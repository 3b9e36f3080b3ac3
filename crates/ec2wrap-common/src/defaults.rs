//! Default configuration values
//!
//! Fallbacks used when a create option or setting is not supplied.

/// Instance type used when `instance-type` is not given
pub const DEFAULT_INSTANCE_TYPE: &str = "m1.xlarge";

/// Key pair name used when `key-name` is not given
pub const DEFAULT_KEY_NAME: &str = "common";

/// CIDR block for new VPCs when `cidr-block` is not given
pub const DEFAULT_VPC_CIDR: &str = "10.0.0.0/16";

/// CIDR block for new subnets when `cidr-block` is not given
pub const DEFAULT_SUBNET_CIDR: &str = "10.0.0.0/24";

/// Seconds to wait after launching an instance before tagging it
pub const DEFAULT_TAG_DELAY_SECS: u64 = 5;

/// Seconds between state checks while waiting for an instance to boot
pub const DEFAULT_BOOT_POLL_SECS: u64 = 5;

/// Maximum number of state checks while waiting for an instance to boot
pub const DEFAULT_BOOT_MAX_ATTEMPTS: u32 = 120;

/// Image name used by `capture()` when none is given
pub const DEFAULT_CAPTURE_NAME: &str = "CAPTURE";

/// CIDR opened or closed by the port helpers
pub const ANY_IPV4_CIDR: &str = "0.0.0.0/0";
//! Adapter settings shared by every resource of a connector

use crate::defaults::DEFAULT_TAG_DELAY_SECS;
use std::time::Duration;
use thiserror::Error;

/// Environment variable toggling emulation mode ("1"/"true"/"yes")
pub const ENV_EMULATION: &str = "EC2WRAP_EMULATION";

/// Environment variable holding the instance name prefix
pub const ENV_INSTANCE_PREFIX: &str = "EC2WRAP_INSTANCE_PREFIX";

/// Environment variable overriding the post-launch tag delay (seconds)
pub const ENV_TAG_DELAY_SECS: &str = "EC2WRAP_TAG_DELAY_SECS";

/// Environment variable naming the local user (folded into instance names)
pub const ENV_USERNAME: &str = "USERNAME";

/// Errors raised while reading settings from the environment
#[derive(Debug, Error)]
pub enum SettingsError {
    #[error("Invalid boolean for {var}: '{value}'")]
    InvalidBool { var: &'static str, value: String },

    #[error("Invalid number for {var}: '{value}'")]
    InvalidNumber { var: &'static str, value: String },
}

/// Settings handed to lifecycle handlers and resource kinds
#[derive(Debug, Clone, PartialEq, Eq)]
pub struct Settings {
    /// Dry-run intent passed to handlers; the core ignores it
    pub emulation: bool,
    /// Prefix prepended to instance names
    pub instance_prefix: String,
    /// Local user name folded into instance names
    pub owner: Option<String>,
    /// Delay between launching an instance and tagging it
    pub tag_delay: Duration,
}

impl Default for Settings {
    fn default() -> Self {
        Self {
            emulation: false,
            instance_prefix: String::new(),
            owner: None,
            tag_delay: Duration::from_secs(DEFAULT_TAG_DELAY_SECS),
        }
    }
}

impl Settings {
    /// Load settings from `EC2WRAP_*` variables and `USERNAME`.
    pub fn from_env() -> Result<Self, SettingsError> {
        Self::from_lookup(|var| std::env::var(var).ok())
    }

    /// Load settings through an arbitrary variable lookup.
    pub fn from_lookup<F>(lookup: F) -> Result<Self, SettingsError>
    where
        F: Fn(&str) -> Option<String>,
    {
        let mut settings = Self::default();

        if let Some(value) = lookup(ENV_EMULATION) {
            settings.emulation = parse_bool(ENV_EMULATION, &value)?;
        }
        if let Some(prefix) = lookup(ENV_INSTANCE_PREFIX) {
            settings.instance_prefix = prefix;
        }
        if let Some(value) = lookup(ENV_TAG_DELAY_SECS) {
            let secs = value
                .trim()
                .parse::<u64>()
                .map_err(|_| SettingsError::InvalidNumber {
                    var: ENV_TAG_DELAY_SECS,
                    value: value.clone(),
                })?;
            settings.tag_delay = Duration::from_secs(secs);
        }
        settings.owner = lookup(ENV_USERNAME).filter(|name| !name.is_empty());

        Ok(settings)
    }

    /// Set the emulation flag
    pub fn with_emulation(mut self, emulation: bool) -> Self {
        self.emulation = emulation;
        self
    }

    /// Set the instance name prefix
    pub fn with_instance_prefix(mut self, prefix: impl Into<String>) -> Self {
        self.instance_prefix = prefix.into();
        self
    }

    /// Set the owner folded into instance names
    pub fn with_owner(mut self, owner: impl Into<String>) -> Self {
        self.owner = Some(owner.into());
        self
    }

    /// Set the delay between launch and tagging
    pub fn with_tag_delay(mut self, delay: Duration) -> Self {
        self.tag_delay = delay;
        self
    }

    /// Name given to a freshly launched instance: `<prefix><owner>_<description>`.
    pub fn instance_name(&self, description: &str) -> String {
        match &self.owner {
            Some(owner) => format!("{}{}_{}", self.instance_prefix, owner, description),
            None => format!("{}{}", self.instance_prefix, description),
        }
    }
}

fn parse_bool(var: &'static str, value: &str) -> Result<bool, SettingsError> {
    match value.trim().to_ascii_lowercase().as_str() {
        "1" | "true" | "yes" | "on" => Ok(true),
        "0" | "false" | "no" | "off" | "" => Ok(false),
        _ => Err(SettingsError::InvalidBool {
            var,
            value: value.to_string(),
        }),
    }
}
//! Security groups

use super::first_or_missing;
use crate::ec2::{DescribeRequest, Ec2Api};
use crate::error::Result;
use crate::options::CreateOptions;
use crate::resource::{Resource, ResourceKind};
use async_trait::async_trait;
use aws_sdk_ec2::types::{IpPermission, SecurityGroup};
use ec2wrap_common::options::{DESCRIPTION, GROUP_VPC_ID, VPC_ID};

/// A security group
pub type Ec2SecurityGroup = Resource<SecurityGroupKind>;

#[derive(Debug, Clone, Copy, Default)]
pub struct SecurityGroupKind;

#[async_trait]
impl ResourceKind for SecurityGroupKind {
    type Snapshot = SecurityGroup;

    const NAME: &'static str = "security group";

    fn extract_id(snapshot: &SecurityGroup) -> Option<String> {
        snapshot.group_id().map(str::to_string)
    }

    async fn parse_list(
        api: &dyn Ec2Api,
        request: DescribeRequest,
    ) -> anyhow::Result<Vec<SecurityGroup>> {
        api.describe_security_groups(request).await
    }

    async fn parse_one(api: &dyn Ec2Api, id: &str) -> Result<SecurityGroup> {
        first_or_missing(id, api.describe_security_groups(DescribeRequest::by_id(id)).await)
    }

    /// The description argument is the group name. EC2 requires a group
    /// description, so the name stands in when the option is missing.
    /// The VPC comes from `vpc_id`, or `vpc-id` when that is absent.
    async fn build_create_request(
        resource: &mut Ec2SecurityGroup,
        options: &CreateOptions,
        description: &str,
    ) -> Result<()> {
        let group_description = options
            .non_blank(DESCRIPTION)
            .unwrap_or_else(|| description.to_string());

        let vpc_id = options.first_non_blank(&[GROUP_VPC_ID, VPC_ID]);

        let group_id = resource
            .api()
            .create_security_group(description, &group_description, vpc_id)
            .await?;
        resource.set_id(group_id);
        Ok(())
    }

    async fn build_delete_request(resource: &Ec2SecurityGroup) -> Result<()> {
        resource.api().delete_security_group(resource.bound()?).await?;
        Ok(())
    }
}

impl Resource<SecurityGroupKind> {
    /// Ingress rules from the last snapshot
    pub fn ip_permissions(&self) -> Result<&[IpPermission]> {
        Ok(self.snapshot()?.ip_permissions())
    }

    pub fn vpc_id(&self) -> Result<Option<&str>> {
        Ok(self.snapshot()?.vpc_id())
    }

    pub fn name(&self) -> Result<Option<&str>> {
        Ok(self.snapshot()?.group_name())
    }
}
= = = = =
Nothing but a number is wanted: report how many lines in the entries above contain the string "DescribeRequest".

3